1st. Because being created by state aid, it is more likely than a natural system to require state help.
[…]
3rdly. Because, our one reserve is, by the necessity of its nature, given over to one board of directors, and we are therefore dependent on the wisdom of that one only, and cannot, as in most trades, strike an average of the wisdom and the folly, the discretion and the indiscretion, of many competitors.
Granted, the first point referred to the Bank of England. But we can easily apply it to our current banking system, whose growth since Bagehot’s time was partly based on political connections and state protection. Our financial system has been so distorted by regulations over time than it has arguably been built by the state. As a result, when crisis strikes, it requires state help, exactly as Bagehot predicted. The second point is also interesting given that central bankers are accused all around the world of continuously controlling and distorting financial markets through various (misguided or not) monetary policies.

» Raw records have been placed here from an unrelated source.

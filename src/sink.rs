//! Bounded outcome queue between the connection worker and the consumer
//!
//! The producer side applies backpressure: when the queue is full, `push`
//! waits until the consumer drains an item, which stalls frame processing
//! on the connection worker until then.

use crate::data::Outcome;
use crate::error::SinkError;
use std::time::Duration;
use tokio::sync::mpsc::{self, error::TryRecvError, error::TrySendError};

/// Create a connected sink/receiver pair
///
/// With `deliver == false` outcomes pushed into the sink are discarded.
pub fn channel(capacity: usize, deliver: bool) -> (OutputSink, OutputReceiver) {
    let (tx, rx) = mpsc::channel(capacity.max(1));
    (
        OutputSink {
            tx,
            capacity: capacity.max(1),
            deliver,
        },
        OutputReceiver { rx },
    )
}

/// Producer half
#[derive(Debug, Clone)]
pub struct OutputSink {
    tx: mpsc::Sender<Outcome>,
    capacity: usize,
    deliver: bool,
}

impl OutputSink {
    /// Queue an outcome, waiting for room when the queue is full
    pub async fn push(&self, outcome: Outcome) -> Result<(), SinkError> {
        if !self.deliver {
            tracing::trace!("Delivery suppressed, discarding {} outcome", outcome.category());
            return Ok(());
        }

        if self.tx.capacity() == 0 {
            tracing::debug!("Outcome queue full ({} items), waiting for consumer", self.capacity);
        }
        self.tx.send(outcome).await.map_err(|_| SinkError::Closed)
    }

    /// Queue an outcome without waiting; returns the outcome back when full
    pub fn try_push(&self, outcome: Outcome) -> Result<(), (Outcome, SinkError)> {
        if !self.deliver {
            return Ok(());
        }

        self.tx.try_send(outcome).map_err(|e| match e {
            TrySendError::Full(outcome) => (outcome, SinkError::Full),
            TrySendError::Closed(outcome) => (outcome, SinkError::Closed),
        })
    }

    /// Number of queued, not yet consumed outcomes
    pub fn len(&self) -> usize {
        self.capacity - self.tx.capacity()
    }

    pub fn is_empty(&self) -> bool {
        self.len() == 0
    }

    pub fn capacity(&self) -> usize {
        self.capacity
    }

    pub fn delivers(&self) -> bool {
        self.deliver
    }
}

/// Consumer half
#[derive(Debug)]
pub struct OutputReceiver {
    rx: mpsc::Receiver<Outcome>,
}

impl OutputReceiver {
    /// Retrieve the next outcome
    ///
    /// * `block == false`: return immediately, `SinkError::Empty` if nothing is queued
    /// * `block == true, timeout == None`: wait until an outcome arrives
    /// * `block == true, timeout == Some(t)`: wait at most `t`, then `SinkError::Timeout`
    pub async fn pop(&mut self, block: bool, timeout: Option<Duration>) -> Result<Outcome, SinkError> {
        if !block {
            return self.rx.try_recv().map_err(|e| match e {
                TryRecvError::Empty => SinkError::Empty,
                TryRecvError::Disconnected => SinkError::Closed,
            });
        }

        match timeout {
            None => self.rx.recv().await.ok_or(SinkError::Closed),
            Some(timeout) => match tokio::time::timeout(timeout, self.rx.recv()).await {
                Ok(Some(outcome)) => Ok(outcome),
                Ok(None) => Err(SinkError::Closed),
                Err(_) => Err(SinkError::Timeout),
            },
        }
    }

    /// Drain everything that is queued right now
    pub fn drain(&mut self) -> Vec<Outcome> {
        let mut outcomes = Vec::new();
        while let Ok(outcome) = self.rx.try_recv() {
            outcomes.push(outcome);
        }
        outcomes
    }
}

#[cfg(test)]
mod tests {
    use super::*;
    use crate::data::Params;

    fn stream_event(n: usize) -> Outcome {
        Outcome::StreamEvent {
            method: "ticker".into(),
            symbol: format!("SYM{}", n),
            params: Params::new(),
        }
    }

    #[tokio::test]
    async fn test_fifo_order() {
        let (sink, mut rx) = channel(10, true);
        for n in 0..5 {
            sink.push(stream_event(n)).await.unwrap();
        }
        assert_eq!(sink.len(), 5);

        for n in 0..5 {
            assert_eq!(rx.pop(false, None).await.unwrap(), stream_event(n));
        }
        assert_eq!(rx.pop(false, None).await, Err(SinkError::Empty));
    }

    #[tokio::test]
    async fn test_pop_timeout() {
        let (_sink, mut rx) = channel(10, true);
        let result = rx.pop(true, Some(Duration::from_millis(20))).await;
        assert_eq!(result, Err(SinkError::Timeout));
    }

    #[tokio::test]
    async fn test_suppressed_delivery() {
        let (sink, mut rx) = channel(10, false);
        sink.push(stream_event(0)).await.unwrap();
        assert!(sink.try_push(stream_event(1)).is_ok());
        assert_eq!(rx.pop(false, None).await, Err(SinkError::Empty));
    }

    #[tokio::test]
    async fn test_backpressure_blocks_producer() {
        let (sink, mut rx) = channel(1, true);
        sink.push(stream_event(0)).await.unwrap();
        assert!(sink.try_push(stream_event(1)).is_err());

        let producer = {
            let sink = sink.clone();
            tokio::spawn(async move { sink.push(stream_event(1)).await })
        };

        tokio::time::sleep(Duration::from_millis(20)).await;
        assert!(!producer.is_finished());

        assert_eq!(rx.pop(true, None).await.unwrap(), stream_event(0));
        producer.await.unwrap().unwrap();
        assert_eq!(rx.pop(true, Some(Duration::from_secs(1))).await.unwrap(), stream_event(1));
    }

    #[tokio::test]
    async fn test_closed_when_producers_dropped() {
        let (sink, mut rx) = channel(4, true);
        drop(sink);
        assert_eq!(rx.pop(true, None).await, Err(SinkError::Closed));
    }
}
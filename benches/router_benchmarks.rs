//! Performance benchmarks for frame classification and routing

use criterion::{black_box, criterion_group, criterion_main, BenchmarkId, Criterion};
use hitbtc_ws::{
    auth,
    data::{Params, RequestId},
    registry::RequestRegistry,
    report::Reporter,
    router::{classify, MessageRouter},
    sink,
};
use std::sync::Arc;

const TICKER: &str = r#"{
    "jsonrpc": "2.0",
    "method": "ticker",
    "params": {
        "ask": "0.054464", "bid": "0.054463", "last": "0.054463",
        "open": "0.057133", "low": "0.053615", "high": "0.057559",
        "volume": "33068.346", "volumeQuote": "1832.687530809",
        "timestamp": "2018-10-19T16:34:25.041Z", "symbol": "ETHBTC"
    }
}"#;

const RESPONSE: &str = r#"{"jsonrpc":"2.0","result":[{"id":54469456,"price":"0.054656","quantity":"0.245","side":"sell","timestamp":"2017-10-19T16:34:25.041Z"}],"id":7}"#;

fn bench_classify(c: &mut Criterion) {
    let ticker: serde_json::Value = serde_json::from_str(TICKER).unwrap();
    let response: serde_json::Value = serde_json::from_str(RESPONSE).unwrap();

    c.bench_function("classify_stream", |b| {
        b.iter(|| classify(black_box(ticker.clone())))
    });
    c.bench_function("classify_response", |b| {
        b.iter(|| classify(black_box(response.clone())))
    });
}

fn bench_route(c: &mut Criterion) {
    let runtime = tokio::runtime::Builder::new_current_thread()
        .enable_all()
        .build()
        .unwrap();
    let registry = Arc::new(RequestRegistry::new());
    let (sink, mut receiver) = sink::channel(1024, true);
    let router = MessageRouter::new(registry.clone(), sink, Reporter::new(true), false);

    c.bench_function("route_stream", |b| {
        b.iter(|| {
            runtime.block_on(async {
                router.route(black_box(TICKER)).await;
                receiver.drain();
            })
        })
    });

    c.bench_function("route_response", |b| {
        b.iter(|| {
            registry
                .register(RequestId::Int(7), "getTrades", Params::new())
                .unwrap();
            runtime.block_on(async {
                router.route(black_box(RESPONSE)).await;
                receiver.drain();
            })
        })
    });
}

fn bench_registry(c: &mut Criterion) {
    let mut group = c.benchmark_group("registry_insert_pop");
    for size in [10usize, 1_000, 10_000] {
        let registry = RequestRegistry::new();
        for n in 0..size {
            registry
                .register(RequestId::Int(n as i64 + 1_000_000), "getSymbols", Params::new())
                .unwrap();
        }

        group.bench_with_input(BenchmarkId::from_parameter(size), &size, |b, _| {
            b.iter(|| {
                registry
                    .register(RequestId::Int(1), "getTrades", Params::new())
                    .unwrap();
                black_box(registry.pop(&RequestId::Int(1)).unwrap());
            })
        });
    }
    group.finish();
}

fn bench_sign(c: &mut Criterion) {
    c.bench_function("sign_login", |b| {
        b.iter(|| auth::sign(black_box("secret"), black_box("key"), black_box("1700000000000")))
    });
}

criterion_group!(benches, bench_classify, bench_route, bench_registry, bench_sign);
criterion_main!(benches);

For all the system ills, however, he argued against proposing a fundamental reform of the system:
I shall be at once asked—Do you propose a revolution? Do you propose to abandon the one-reserve system, and create anew a many-reserve system? My plain answer is that I do not propose it. I know it would be childish. Credit in business is like loyalty in Government. You must take what you can find of it, and work with it if possible.
Bagehot admitted that it was not reasonable to try to shake the system, that it was (unfortunately) there to stay. The only pragmatic thing to do was to try to make it more efficient given the circumstances.

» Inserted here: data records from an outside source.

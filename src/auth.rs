//! Login payloads for the HitBTC WebSocket API
//!
//! Two algorithms are supported:
//! - `HS256` (default): `signature = hex(HMAC-SHA256(secret, key + nonce))`
//! - `BASIC`: the secret key is sent verbatim

use crate::data::Params;
use crate::error::AuthError;
use hmac::{Hmac, Mac};
use serde::Serialize;
use sha2::Sha256;

type HmacSha256 = Hmac<Sha256>;

/// JSON-RPC method used for session authentication
pub const LOGIN_METHOD: &str = "login";

/// Credentials for authenticated API access
#[derive(Clone, PartialEq)]
pub struct Credentials {
    key: String,
    secret: String,
}

impl Credentials {
    pub fn new(key: &str, secret: &str) -> Self {
        Self {
            key: key.to_string(),
            secret: secret.to_string(),
        }
    }

    /// Create credentials from environment variables
    ///
    /// Loads `.env` if present, then looks for `HITBTC_API_KEY` and `HITBTC_API_SECRET`
    pub fn from_env() -> Result<Self, AuthError> {
        let _ = dotenvy::dotenv();
        let key = std::env::var("HITBTC_API_KEY").map_err(|_| AuthError::MissingCredentials)?;
        let secret = std::env::var("HITBTC_API_SECRET").map_err(|_| AuthError::MissingCredentials)?;

        if key.is_empty() || secret.is_empty() {
            return Err(AuthError::MissingCredentials);
        }
        Ok(Self::new(&key, &secret))
    }

    /// Pick call-supplied values over stored ones, field by field
    ///
    /// Fails when the merged result still lacks a key or a secret.
    pub fn resolve(
        stored: Option<&Credentials>,
        key: Option<&str>,
        secret: Option<&str>,
    ) -> Result<Self, AuthError> {
        let key = key
            .filter(|k| !k.is_empty())
            .or_else(|| stored.map(|c| c.key.as_str()).filter(|k| !k.is_empty()));
        let secret = secret
            .filter(|s| !s.is_empty())
            .or_else(|| stored.map(|c| c.secret.as_str()).filter(|s| !s.is_empty()));

        match (key, secret) {
            (Some(key), Some(secret)) => Ok(Self::new(key, secret)),
            _ => Err(AuthError::MissingCredentials),
        }
    }

    pub fn key(&self) -> &str {
        &self.key
    }
}

impl std::fmt::Debug for Credentials {
    fn fmt(&self, f: &mut std::fmt::Formatter<'_>) -> std::fmt::Result {
        f.debug_struct("Credentials")
            .field("key", &format!("{}...", &self.key.chars().take(8).collect::<String>()))
            .field("secret", &"[REDACTED]")
            .finish()
    }
}

/// Login algorithm
#[derive(Debug, Clone, Copy, PartialEq, Eq, Default)]
pub enum AuthMode {
    #[default]
    Signed,
    Basic,
}

/// `params` of a `login` request
#[derive(Debug, Clone, PartialEq, Serialize)]
#[serde(untagged)]
pub enum LoginParams {
    Signed {
        algo: &'static str,
        #[serde(rename = "pKey")]
        p_key: String,
        nonce: String,
        signature: String,
    },
    Basic {
        algo: &'static str,
        #[serde(rename = "pKey")]
        p_key: String,
        #[serde(rename = "sKey")]
        s_key: String,
    },
}

impl LoginParams {
    /// Build the login payload for `credentials`
    ///
    /// In signed mode the nonce defaults to the current millisecond timestamp.
    pub fn build(
        credentials: &Credentials,
        mode: AuthMode,
        nonce: Option<&str>,
    ) -> Result<Self, AuthError> {
        match mode {
            AuthMode::Signed => {
                let nonce = nonce.map(str::to_string).unwrap_or_else(generate_nonce);
                let signature = sign(&credentials.secret, &credentials.key, &nonce)?;
                Ok(LoginParams::Signed {
                    algo: "HS256",
                    p_key: credentials.key.clone(),
                    nonce,
                    signature,
                })
            }
            AuthMode::Basic => Ok(LoginParams::Basic {
                algo: "BASIC",
                p_key: credentials.key.clone(),
                s_key: credentials.secret.clone(),
            }),
        }
    }

    pub fn algo(&self) -> &'static str {
        match self {
            LoginParams::Signed { algo, .. } | LoginParams::Basic { algo, .. } => algo,
        }
    }

    /// Convert into a JSON-RPC params object
    pub fn into_params(self) -> Params {
        match serde_json::to_value(self) {
            Ok(serde_json::Value::Object(map)) => map,
            _ => Params::new(),
        }
    }
}

/// `hex(HMAC-SHA256(secret, key + nonce))`
pub fn sign(secret: &str, key: &str, nonce: &str) -> Result<String, AuthError> {
    let mut mac = HmacSha256::new_from_slice(secret.as_bytes())
        .map_err(|e| AuthError::InvalidSecret(format!("HMAC error: {}", e)))?;
    mac.update(key.as_bytes());
    mac.update(nonce.as_bytes());
    Ok(hex::encode(mac.finalize().into_bytes()))
}

/// Current Unix time in milliseconds as a decimal string
pub fn generate_nonce() -> String {
    chrono::Utc::now().timestamp_millis().to_string()
}

#[cfg(test)]
mod tests {
    use super::*;
    use serde_json::{json, Value};

    #[test]
    fn test_signed_payload_known_vector() {
        let creds = Credentials::new("K", "S");
        let params = LoginParams::build(&creds, AuthMode::Signed, Some("1000")).unwrap();

        assert_eq!(
            serde_json::to_value(&params).unwrap(),
            json!({
                "algo": "HS256",
                "pKey": "K",
                "nonce": "1000",
                "signature": "9fcacd10fb566f91c9ca39ef31ff12140de0931940642a95e55fe9fb2a51052e"
            })
        );
    }

    #[test]
    fn test_signature_deterministic() {
        let sig1 = sign("secret", "key", "1700000000000").unwrap();
        let sig2 = sign("secret", "key", "1700000000000").unwrap();

        assert_eq!(sig1, sig2);
        assert_eq!(sig1, "0eb15ed09c26d51b65c3de4a2c219450f5835924b266e2fe34bb0249b2be2309");
    }

    #[test]
    fn test_basic_payload() {
        let creds = Credentials::new("K", "S");
        let params = LoginParams::build(&creds, AuthMode::Basic, None).unwrap();

        assert_eq!(params.algo(), "BASIC");
        assert_eq!(
            Value::Object(params.into_params()),
            json!({"algo": "BASIC", "pKey": "K", "sKey": "S"})
        );
    }

    #[test]
    fn test_default_nonce_is_millis() {
        let creds = Credentials::new("K", "S");
        match LoginParams::build(&creds, AuthMode::Signed, None).unwrap() {
            LoginParams::Signed { nonce, .. } => {
                let millis: i64 = nonce.parse().unwrap();
                assert!(millis > 1_600_000_000_000);
            }
            other => panic!("unexpected payload {:?}", other),
        }
    }

    #[test]
    fn test_resolve_credentials() {
        let stored = Credentials::new("stored_key", "stored_secret");

        let creds = Credentials::resolve(Some(&stored), None, None).unwrap();
        assert_eq!(creds, stored);

        let creds = Credentials::resolve(Some(&stored), Some("call_key"), None).unwrap();
        assert_eq!(creds.key(), "call_key");

        let creds = Credentials::resolve(None, Some("k"), Some("s")).unwrap();
        assert_eq!(creds, Credentials::new("k", "s"));

        assert_eq!(Credentials::resolve(None, Some("k"), None), Err(AuthError::MissingCredentials));
        assert_eq!(Credentials::resolve(None, None, None), Err(AuthError::MissingCredentials));
    }

    #[test]
    fn test_debug_redacts_secret() {
        let creds = Credentials::new("my_api_key_12345", "super_secret");
        let debug_str = format!("{:?}", creds);

        assert!(debug_str.contains("my_api_k..."));
        assert!(debug_str.contains("[REDACTED]"));
        assert!(!debug_str.contains("super_secret"));
    }
}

But what did he think was a good system then? (chapter 4):
Under a good system of banking, a great collapse, except from rebellion or invasion, would probably not happen. A large number of banks, each feeling that their credit was at stake in keeping a good reserve, probably would keep one; if any one did not, it would be criticised constantly, and would soon lose its standing, and in the end disappear. And such banks would meet an incipient panic freely, and generously; they would advance out of their reserve boldly and largely, for each individual bank would fear suspicion, and know that at such periods it must ‘show strength,’ if at such times it wishes to be thought to have strength. Such a system reduces to a minimum the risk that is caused by the deposit. If the national money can safely be deposited in banks in any way, this is the way to make it safe.
What Bagehot described is a ‘free banking’ system. This is a laissez faire-type banking system that involves no more regulatory constraints than those applicable to other industries, no central bank centralising reserves or dictating monetary policy, no government control and competitive currency issuance. No regulation? No central bank to adequately control the currency and the money supply and act as a lender of last resort? No government control? Surely this is a recipe for disaster! Well…no. There have been a few free banking systems in history, in particular in Scotland and Sweden in the 19th century, to a slightly lesser extent in Canada in the 19th and early 20th, and in some other locations around the world as well. Curiously (or not), all those banking systems were very stable and much less prone to crises than the central banking ones we currently live in. Selgin and White are experts in the field if you want to learn more. If free banking was so effective, why did it disappear? There are very good reasons for that, which I’ll cover in a subsequent post on the history of central banking.
I am not claiming that Bagehot held those views for his entire life though. A younger Bagehot actually favoured monopolised-currency issuance and the one-reserve system he decried in his later life. I am not even claiming that everything he said was necessarily right. But Bagehot as a defender of free banking and against regulatory requirements of all sort is a far cry from what most academics and regulators would like us to believe today. Personally, I find that, well, very ironic.